Only the lines of the data below from the one with "const DINF: &[Parent]" through the one with "media, 3GPP/3GPP2, iTunes-style" are wanted. Repeat them exactly.

--- Task inputs ---

· · ·

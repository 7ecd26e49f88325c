use crate::registry::{AtomBehavior, ContainerState};

/// Where a known atom may appear.
#[derive(Debug, Clone, Copy, PartialEq, Eq)]
pub enum Parent {
    File,
    In([u8; 4]),
    Any,
}

/// One row of the built-in atom table.
#[derive(Debug)]
pub struct KnownAtom {
    pub code: [u8; 4],
    pub parents: &'static [Parent],
    pub behavior: AtomBehavior,
    pub name: &'static str,
}

use ContainerState::{Child, DualState, Parent as Branch};
use Parent::{Any, File, In};

const CONTAINER: AtomBehavior = AtomBehavior::new(Branch, false, false);
const FULL_CONTAINER: AtomBehavior = AtomBehavior::new(Branch, true, false);
const LEAF: AtomBehavior = AtomBehavior::new(Child, false, false);
const FULL_LEAF: AtomBehavior = AtomBehavior::new(Child, true, false);
const LANG_LEAF: AtomBehavior = AtomBehavior::new(Child, true, true);

// version/flags + entry_count
const ENTRY_LIST: AtomBehavior = AtomBehavior::new(DualState { prefix: 4 }, true, false);
// reserved(6) + data_reference_index(2) + VisualSampleEntry fields(70)
const VISUAL_ENTRY: AtomBehavior = AtomBehavior::new(DualState { prefix: 78 }, false, false);
// reserved(6) + data_reference_index(2) + AudioSampleEntry fields(20)
const AUDIO_ENTRY: AtomBehavior = AtomBehavior::new(DualState { prefix: 28 }, false, false);
// reserved(6) + data_reference_index(2)
const PLAIN_ENTRY: AtomBehavior = AtomBehavior::new(DualState { prefix: 8 }, false, false);

const fn atom(
    code: &[u8; 4],
    parents: &'static [Parent],
    behavior: AtomBehavior,
    name: &'static str,
) -> KnownAtom {
    KnownAtom { code: *code, parents, behavior, name }
}

const MOOV: &[Parent] = &[In(*b"moov")];
const TRAK: &[Parent] = &[In(*b"trak")];
const MDIA: &[Parent] = &[In(*b"mdia")];
const MINF: &[Parent] = &[In(*b"minf")];
const STBL: &[Parent] = &[In(*b"stbl")];
const STSD: &[Parent] = &[In(*b"stsd")];
const TRAF: &[Parent] = &[In(*b"traf")];
const UDTA: &[Parent] = &[In(*b"udta")];
const META: &[Parent] = &[In(*b"meta")];
const ILST: &[Parent] = &[In(*b"ilst")];
const FREEFORM: &[Parent] = &[In(*b"----")];
const JP2H: &[Parent] = &[In(*b"jp2h")];
const JP2H_HOLDERS: &[Parent] = &[File, In(*b"mjp2")];
const COLR_HOLDERS: &[Parent] = &[
    In(*b"jp2h"),
    In(*b"avc1"),
    In(*b"hvc1"),
    In(*b"hev1"),
    In(*b"mjp2"),
];
const MOOV_TRAK: &[Parent] = &[In(*b"moov"), In(*b"trak")];
const META_HOLDERS: &[Parent] = &[File, In(*b"moov"), In(*b"trak"), In(*b"udta")];
const MVEX: &[Parent] = &[In(*b"mvex")];
const MOOF: &[Parent] = &[In(*b"moof")];
const MFRA: &[Parent] = &[In(*b"mfra")];
const EDTS: &[Parent] = &[In(*b"edts")];
const TREF: &[Parent] = &[In(*b"tref")];
const MDIA_META: &[Parent] = &[In(*b"mdia"), In(*b"meta")];
const MINF_META: &[Parent] = &[In(*b"minf"), In(*b"meta")];
const DINF: &[Parent] = &[In(*b"dinf")];
const DREF: &[Parent] = &[In(*b"dref")];
const ALAC: &[Parent] = &[In(*b"alac")];
const STBL_TRAF: &[Parent] = &[In(*b"stbl"), In(*b"traf")];
const VISUAL: &[Parent] = &[
    In(*b"avc1"),
    In(*b"avc3"),
    In(*b"hvc1"),
    In(*b"hev1"),
    In(*b"mp4v"),
    In(*b"s263"),
    In(*b"mjp2"),
    In(*b"jpeg"),
];
const AUDIO: &[Parent] = &[
    In(*b"mp4a"),
    In(*b"samr"),
    In(*b"sawb"),
    In(*b"alac"),
    In(*b"ac-3"),
    In(*b"ec-3"),
];
const ESDS_HOLDERS: &[Parent] = &[In(*b"mp4a"), In(*b"mp4v"), In(*b"mp4s")];

const fn cr(tail: &[u8; 3]) -> [u8; 4] {
    [0xA9, tail[0], tail[1], tail[2]]
}

/// Built-in atom table for ISO base media, 3GPP/3GPP2, iTunes-style
/// metadata and MotionJPEG2000 files.
pub static KNOWN_ATOMS: &[KnownAtom] = &[
    // file level
    atom(b"ftyp", &[File], LEAF, "File Type Box"),
    atom(b"jP  ", &[File], LEAF, "JPEG 2000 Signature Box"),
    atom(b"moov", &[File], CONTAINER, "Movie Box"),
    atom(b"mdat", &[File], LEAF, "Media Data Box"),
    atom(b"pdin", &[File], FULL_LEAF, "Progressive Download Info Box"),
    atom(b"moof", &[File], CONTAINER, "Movie Fragment Box"),
    atom(b"mfra", &[File], CONTAINER, "Movie Fragment Random Access Box"),
    atom(b"styp", &[File], LEAF, "Segment Type Box"),
    atom(b"sidx", &[File], FULL_LEAF, "Segment Index Box"),
    atom(b"free", &[Any], LEAF, "Free Space Box"),
    atom(b"skip", &[Any], LEAF, "Free Space Box"),
    atom(b"wide", &[Any], LEAF, "Wide Box"),
    atom(b"uuid", &[Any], LEAF, "User Extension Box"),
    atom(b"jp2h", JP2H_HOLDERS, CONTAINER, "JP2 Header Box"),
    atom(b"ihdr", JP2H, LEAF, "Image Header Box"),
    atom(b"colr", COLR_HOLDERS, LEAF, "Colour Information Box"),
    // movie
    atom(b"mvhd", MOOV, FULL_LEAF, "Movie Header Box"),
    atom(b"iods", MOOV, FULL_LEAF, "Object Descriptor Box"),
    atom(b"trak", MOOV, CONTAINER, "Track Box"),
    atom(b"udta", MOOV_TRAK, CONTAINER, "User Data Box"),
    atom(b"mvex", MOOV, CONTAINER, "Movie Extends Box"),
    atom(b"mehd", MVEX, FULL_LEAF, "Movie Extends Header Box"),
    atom(b"trex", MVEX, FULL_LEAF, "Track Extends Box"),
    atom(b"meta", META_HOLDERS, FULL_CONTAINER, "Meta Box"),
    // fragments
    atom(b"mfhd", MOOF, FULL_LEAF, "Movie Fragment Header Box"),
    atom(b"traf", MOOF, CONTAINER, "Track Fragment Box"),
    atom(b"tfhd", TRAF, FULL_LEAF, "Track Fragment Header Box"),
    atom(b"trun", TRAF, FULL_LEAF, "Track Run Box"),
    atom(b"tfdt", TRAF, FULL_LEAF, "Track Fragment Decode Time Box"),
    atom(b"tfra", MFRA, FULL_LEAF, "Track Fragment Random Access Box"),
    atom(b"mfro", MFRA, FULL_LEAF, "Movie Fragment Random Access Offset Box"),
    // track
    atom(b"tkhd", TRAK, FULL_LEAF, "Track Header Box"),
    atom(b"tref", TRAK, CONTAINER, "Track Reference Box"),
    atom(b"edts", TRAK, CONTAINER, "Edit Box"),
    atom(b"elst", EDTS, FULL_LEAF, "Edit List Box"),
    atom(b"mdia", TRAK, CONTAINER, "Media Box"),
    atom(b"hint", TREF, LEAF, "Hint Track Reference"),
    atom(b"dpnd", TREF, LEAF, "Dependency Track Reference"),
    atom(b"chap", TREF, LEAF, "Chapter Track Reference"),
    atom(b"sync", TREF, LEAF, "Sync Track Reference"),
    // media
    atom(b"mdhd", MDIA, FULL_LEAF, "Media Header Box"),
    atom(b"hdlr", MDIA_META, FULL_LEAF, "Handler Reference Box"),
    atom(b"minf", MDIA, CONTAINER, "Media Information Box"),
    atom(b"vmhd", MINF, FULL_LEAF, "Video Media Header Box"),
    atom(b"smhd", MINF, FULL_LEAF, "Sound Media Header Box"),
    atom(b"hmhd", MINF, FULL_LEAF, "Hint Media Header Box"),
    atom(b"nmhd", MINF, FULL_LEAF, "Null Media Header Box"),
    atom(b"dinf", MINF_META, CONTAINER, "Data Information Box"),
    atom(b"dref", DINF, ENTRY_LIST, "Data Reference Box"),
    atom(b"url ", DREF, FULL_LEAF, "Data Entry URL Box"),
    atom(b"urn ", DREF, FULL_LEAF, "Data Entry URN Box"),
    atom(b"stbl", MINF, CONTAINER, "Sample Table Box"),
    // sample table
    atom(b"stsd", STBL, ENTRY_LIST, "Sample Description Box"),
    atom(b"stts", STBL, FULL_LEAF, "Decoding Time to Sample Box"),
    atom(b"ctts", STBL, FULL_LEAF, "Composition Time to Sample Box"),
    atom(b"stsc", STBL, FULL_LEAF, "Sample To Chunk Box"),
    atom(b"stsz", STBL, FULL_LEAF, "Sample Size Box"),
    atom(b"stz2", STBL, FULL_LEAF, "Compact Sample Size Box"),
    atom(b"stco", STBL, FULL_LEAF, "Chunk Offset Box"),
    atom(b"co64", STBL, FULL_LEAF, "64-bit Chunk Offset Box"),
    atom(b"stss", STBL, FULL_LEAF, "Sync Sample Box"),
    atom(b"stsh", STBL, FULL_LEAF, "Shadow Sync Sample Box"),
    atom(b"stdp", STBL, FULL_LEAF, "Degradation Priority Box"),
    atom(b"padb", STBL, FULL_LEAF, "Padding Bits Box"),
    atom(b"sdtp", STBL_TRAF, FULL_LEAF, "Independent and Disposable Samples Box"),
    atom(b"sbgp", STBL_TRAF, FULL_LEAF, "Sample To Group Box"),
    atom(b"sgpd", STBL_TRAF, FULL_LEAF, "Sample Group Description Box"),
    atom(b"subs", STBL_TRAF, FULL_LEAF, "Sub-Sample Information Box"),
    // sample entries
    atom(b"avc1", STSD, VISUAL_ENTRY, "AVC Sample Entry"),
    atom(b"avc3", STSD, VISUAL_ENTRY, "AVC Sample Entry"),
    atom(b"hvc1", STSD, VISUAL_ENTRY, "HEVC Sample Entry"),
    atom(b"hev1", STSD, VISUAL_ENTRY, "HEVC Sample Entry"),
    atom(b"mp4v", STSD, VISUAL_ENTRY, "MPEG-4 Visual Sample Entry"),
    atom(b"s263", STSD, VISUAL_ENTRY, "H.263 Sample Entry"),
    atom(b"mjp2", STSD, VISUAL_ENTRY, "Motion JPEG 2000 Sample Entry"),
    atom(b"jpeg", STSD, VISUAL_ENTRY, "JPEG Sample Entry"),
    atom(b"mp4a", STSD, AUDIO_ENTRY, "MPEG-4 Audio Sample Entry"),
    atom(b"samr", STSD, AUDIO_ENTRY, "AMR Sample Entry"),
    atom(b"sawb", STSD, AUDIO_ENTRY, "AMR-WB Sample Entry"),
    atom(b"alac", STSD, AUDIO_ENTRY, "Apple Lossless Sample Entry"),
    atom(b"ac-3", STSD, AUDIO_ENTRY, "AC-3 Sample Entry"),
    atom(b"ec-3", STSD, AUDIO_ENTRY, "Enhanced AC-3 Sample Entry"),
    atom(b"mp4s", STSD, PLAIN_ENTRY, "MPEG-4 Systems Sample Entry"),
    // sample entry configuration
    atom(b"avcC", VISUAL, LEAF, "AVC Configuration Box"),
    atom(b"hvcC", VISUAL, LEAF, "HEVC Configuration Box"),
    atom(b"btrt", &[Any], LEAF, "Bit Rate Box"),
    atom(b"pasp", VISUAL, LEAF, "Pixel Aspect Ratio Box"),
    atom(b"fiel", VISUAL, LEAF, "Field Coding Box"),
    atom(b"d263", VISUAL, LEAF, "H.263 Decoder Configuration Box"),
    atom(b"esds", ESDS_HOLDERS, FULL_LEAF, "Elementary Stream Descriptor Box"),
    atom(b"damr", AUDIO, LEAF, "AMR Decoder Configuration Box"),
    atom(b"alac", ALAC, FULL_LEAF, "Apple Lossless Configuration Box"),
    atom(b"dac3", AUDIO, LEAF, "AC-3 Specific Box"),
    atom(b"dec3", AUDIO, LEAF, "Enhanced AC-3 Specific Box"),
    // user data, 3GPP assets
    atom(b"cprt", UDTA, LANG_LEAF, "Copyright Box"),
    atom(b"titl", UDTA, LANG_LEAF, "Title Box"),
    atom(b"dscp", UDTA, LANG_LEAF, "Description Box"),
    atom(b"perf", UDTA, LANG_LEAF, "Performer Box"),
    atom(b"auth", UDTA, LANG_LEAF, "Author Box"),
    atom(b"gnre", UDTA, LANG_LEAF, "Genre Box"),
    atom(b"albm", UDTA, LANG_LEAF, "Album Box"),
    atom(b"clsf", UDTA, LANG_LEAF, "Classification Box"),
    atom(b"kywd", UDTA, LANG_LEAF, "Keywords Box"),
    atom(b"loci", UDTA, LANG_LEAF, "Location Information Box"),
    atom(b"yrrc", UDTA, FULL_LEAF, "Recording Year Box"),
    atom(b"rtng", UDTA, FULL_LEAF, "Rating Box"),
    atom(b"name", UDTA, LEAF, "Name Box"),
    atom(b"chpl", UDTA, FULL_LEAF, "Chapter List Box"),
    atom(b"hnti", UDTA, CONTAINER, "Hint Information Box"),
    // meta
    atom(b"ilst", META, CONTAINER, "Metadata Item List Box"),
    atom(b"keys", META, FULL_LEAF, "Metadata Keys Box"),
    atom(b"ID32", META, LANG_LEAF, "ID3v2 Box"),
    atom(b"xml ", META, FULL_LEAF, "XML Box"),
    atom(b"bxml", META, FULL_LEAF, "Binary XML Box"),
    atom(b"pitm", META, FULL_LEAF, "Primary Item Box"),
    atom(b"iloc", META, FULL_LEAF, "Item Location Box"),
    atom(b"iinf", META, FULL_LEAF, "Item Information Box"),
    atom(b"ipro", META, FULL_CONTAINER, "Item Protection Box"),
    // iTunes-style items
    atom(&cr(b"nam"), ILST, CONTAINER, "Title Item"),
    atom(&cr(b"ART"), ILST, CONTAINER, "Artist Item"),
    atom(&cr(b"alb"), ILST, CONTAINER, "Album Item"),
    atom(&cr(b"gen"), ILST, CONTAINER, "Custom Genre Item"),
    atom(&cr(b"day"), ILST, CONTAINER, "Release Date Item"),
    atom(&cr(b"wrt"), ILST, CONTAINER, "Composer Item"),
    atom(&cr(b"cmt"), ILST, CONTAINER, "Comment Item"),
    atom(&cr(b"too"), ILST, CONTAINER, "Encoding Tool Item"),
    atom(&cr(b"grp"), ILST, CONTAINER, "Grouping Item"),
    atom(&cr(b"lyr"), ILST, CONTAINER, "Lyrics Item"),
    atom(b"aART", ILST, CONTAINER, "Album Artist Item"),
    atom(b"gnre", ILST, CONTAINER, "Genre Item"),
    atom(b"trkn", ILST, CONTAINER, "Track Number Item"),
    atom(b"disk", ILST, CONTAINER, "Disc Number Item"),
    atom(b"cpil", ILST, CONTAINER, "Compilation Item"),
    atom(b"tmpo", ILST, CONTAINER, "Tempo Item"),
    atom(b"covr", ILST, CONTAINER, "Cover Art Item"),
    atom(b"cprt", ILST, CONTAINER, "Copyright Item"),
    atom(b"rtng", ILST, CONTAINER, "Advisory Rating Item"),
    atom(b"stik", ILST, CONTAINER, "Media Kind Item"),
    atom(b"desc", ILST, CONTAINER, "Description Item"),
    atom(b"ldes", ILST, CONTAINER, "Long Description Item"),
    atom(b"tvsh", ILST, CONTAINER, "TV Show Item"),
    atom(b"tven", ILST, CONTAINER, "TV Episode ID Item"),
    atom(b"tvsn", ILST, CONTAINER, "TV Season Item"),
    atom(b"tves", ILST, CONTAINER, "TV Episode Item"),
    atom(b"tvnn", ILST, CONTAINER, "TV Network Item"),
    atom(b"purd", ILST, CONTAINER, "Purchase Date Item"),
    atom(b"pgap", ILST, CONTAINER, "Gapless Playback Item"),
    atom(b"pcst", ILST, CONTAINER, "Podcast Item"),
    atom(b"catg", ILST, CONTAINER, "Category Item"),
    atom(b"keyw", ILST, CONTAINER, "Keyword Item"),
    atom(b"purl", ILST, CONTAINER, "Podcast URL Item"),
    atom(b"egid", ILST, CONTAINER, "Episode GUID Item"),
    atom(b"sonm", ILST, CONTAINER, "Sort Name Item"),
    atom(b"soar", ILST, CONTAINER, "Sort Artist Item"),
    atom(b"soal", ILST, CONTAINER, "Sort Album Item"),
    atom(b"soaa", ILST, CONTAINER, "Sort Album Artist Item"),
    atom(b"soco", ILST, CONTAINER, "Sort Composer Item"),
    atom(b"sosn", ILST, CONTAINER, "Sort Show Item"),
    atom(b"----", ILST, CONTAINER, "Reverse DNS Item"),
    atom(b"mean", FREEFORM, FULL_LEAF, "Reverse DNS Domain"),
    atom(b"name", FREEFORM, FULL_LEAF, "Reverse DNS Name"),
    atom(b"data", &[Any], FULL_LEAF, "Item Data"),
];
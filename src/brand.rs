//! Major-brand classification.

use crate::boxes::FourCC;
use crate::parser::{ParseError, Result};
use serde::Serialize;

/// Which metadata conventions apply to a file, derived from its major brand.
#[derive(Debug, Clone, Copy, PartialEq, Eq, Hash, Serialize)]
pub enum MetadataStyle {
    Undefined,
    ITunesStyle,
    ThirdGenPartner,
    ThirdGenPartnerVer1Rel6,
    ThirdGenPartnerVer1Rel7,
    ThirdGenPartnerVer2,
    ThirdGenPartnerVer2RelA,
    MotionJpeg2000,
}

/// The brand used by Sony PSP files; classified as iTunes-style.
pub const PSP_BRAND: FourCC = FourCC::new(b"MSNV");

const QUICKTIME_BRAND: FourCC = FourCC::new(b"qt  ");

/// Every brand this crate accepts, with the style it maps to.
pub static SUPPORTED_BRANDS: &[(FourCC, MetadataStyle)] = &[
    // 3GPP2
    (FourCC::new(b"3g2b"), MetadataStyle::ThirdGenPartnerVer2RelA),
    (FourCC::new(b"3g2a"), MetadataStyle::ThirdGenPartnerVer2),
    // 3GPP release 7
    (FourCC::new(b"3gp7"), MetadataStyle::ThirdGenPartnerVer1Rel7),
    (FourCC::new(b"3gs7"), MetadataStyle::ThirdGenPartnerVer1Rel7),
    (FourCC::new(b"3gr7"), MetadataStyle::ThirdGenPartnerVer1Rel7),
    (FourCC::new(b"3ge7"), MetadataStyle::ThirdGenPartnerVer1Rel7),
    (FourCC::new(b"3gg7"), MetadataStyle::ThirdGenPartnerVer1Rel7),
    // 3GPP release 6
    (FourCC::new(b"3gp6"), MetadataStyle::ThirdGenPartnerVer1Rel6),
    (FourCC::new(b"3gr6"), MetadataStyle::ThirdGenPartnerVer1Rel6),
    (FourCC::new(b"3gs6"), MetadataStyle::ThirdGenPartnerVer1Rel6),
    (FourCC::new(b"3ge6"), MetadataStyle::ThirdGenPartnerVer1Rel6),
    (FourCC::new(b"3gg6"), MetadataStyle::ThirdGenPartnerVer1Rel6),
    // 3GPP release 4/5
    (FourCC::new(b"3gp4"), MetadataStyle::ThirdGenPartner),
    (FourCC::new(b"3gp5"), MetadataStyle::ThirdGenPartner),
    // carrier brands with 3GPP/3GPP2 compatibility
    (FourCC::new(b"kddi"), MetadataStyle::ThirdGenPartnerVer2),
    (FourCC::new(b"mmp4"), MetadataStyle::ThirdGenPartner),
    // iTunes-style
    (PSP_BRAND, MetadataStyle::ITunesStyle),
    (FourCC::new(b"M4A "), MetadataStyle::ITunesStyle),
    (FourCC::new(b"M4B "), MetadataStyle::ITunesStyle),
    (FourCC::new(b"M4P "), MetadataStyle::ITunesStyle),
    (FourCC::new(b"M4V "), MetadataStyle::ITunesStyle),
    (FourCC::new(b"M4VH"), MetadataStyle::ITunesStyle),
    (FourCC::new(b"M4VP"), MetadataStyle::ITunesStyle),
    (FourCC::new(b"mp42"), MetadataStyle::ITunesStyle),
    (FourCC::new(b"mp41"), MetadataStyle::ITunesStyle),
    (FourCC::new(b"isom"), MetadataStyle::ITunesStyle),
    (FourCC::new(b"iso2"), MetadataStyle::ITunesStyle),
    (FourCC::new(b"avc1"), MetadataStyle::ITunesStyle),
    // MotionJPEG2000
    (FourCC::new(b"mjp2"), MetadataStyle::MotionJpeg2000),
    (FourCC::new(b"mj2s"), MetadataStyle::MotionJpeg2000),
];

/// Map a major brand to its metadata style.
///
/// `qt  ` is a registered brand but is rejected: QuickTime files carry
/// structures (such as the trailing null bytes after `udta`) that the atom
/// model does not represent.
pub fn classify(brand: FourCC) -> Result<MetadataStyle> {
    if brand == QUICKTIME_BRAND {
        return Err(ParseError::UnsupportedBrand(
            "Quicktime movie files are not supported".to_string(),
        ));
    }
    SUPPORTED_BRANDS
        .iter()
        .find(|(b, _)| *b == brand)
        .map(|(_, style)| *style)
        .ok_or_else(|| ParseError::UnsupportedBrand(brand.to_string()))
}

pub fn is_psp_brand(brand: FourCC) -> bool {
    brand == PSP_BRAND
}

· · ·

--- Written solution ---
const DINF: &[Parent] = &[In(*b"dinf")];
const DREF: &[Parent] = &[In(*b"dref")];
const ALAC: &[Parent] = &[In(*b"alac")];
const STBL_TRAF: &[Parent] = &[In(*b"stbl"), In(*b"traf")];
const VISUAL: &[Parent] = &[
    In(*b"avc1"),
    In(*b"avc3"),
    In(*b"hvc1"),
    In(*b"hev1"),
    In(*b"mp4v"),
    In(*b"s263"),
    In(*b"mjp2"),
    In(*b"jpeg"),
];
const AUDIO: &[Parent] = &[
    In(*b"mp4a"),
    In(*b"samr"),
    In(*b"sawb"),
    In(*b"alac"),
    In(*b"ac-3"),
    In(*b"ec-3"),
];
const ESDS_HOLDERS: &[Parent] = &[In(*b"mp4a"), In(*b"mp4v"), In(*b"mp4s")];

const fn cr(tail: &[u8; 3]) -> [u8; 4] {
    [0xA9, tail[0], tail[1], tail[2]]
}

/// Built-in atom table for ISO base media, 3GPP/3GPP2, iTunes-style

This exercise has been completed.